## [WHAT NEEDS TO BE DONE]
Report every line of the records below that includes the string "Some".
#####
//! Kernel utilities shared across slices.
//! Keep this crate lightweight: layered config loading and the scoped settings lookup
//! that carrier configs are built from.
//!
//! ## Config loading
//! ```rust,no_run
//! use phub_kernel::config::load_config;
//! use phub_kernel::domain::config::ShippingConfig;
//!
//! let cfg: ShippingConfig = load_config(Some("config/shipping")).unwrap_or_default();
//! ```
//!
//! ## Scoped settings
//! ```rust
//! use phub_kernel::settings::{Scope, ScopedSettings};
//! use phub_kernel::domain::config::ShippingConfig;
//!
//! let cfg = ShippingConfig::default();
//! let settings = cfg.get_value("carriers/packetery", &Scope::Default).unwrap();
//! assert_eq!(settings.active, Some(true));
//! ```
pub mod config;
pub mod settings;

pub use phub_domain as domain;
#####
## [ANSWER FOR THIS EXERCISE]
//! let cfg: ShippingConfig = load_config(Some("config/shipping")).unwrap_or_default();
//! assert_eq!(settings.active, Some(true));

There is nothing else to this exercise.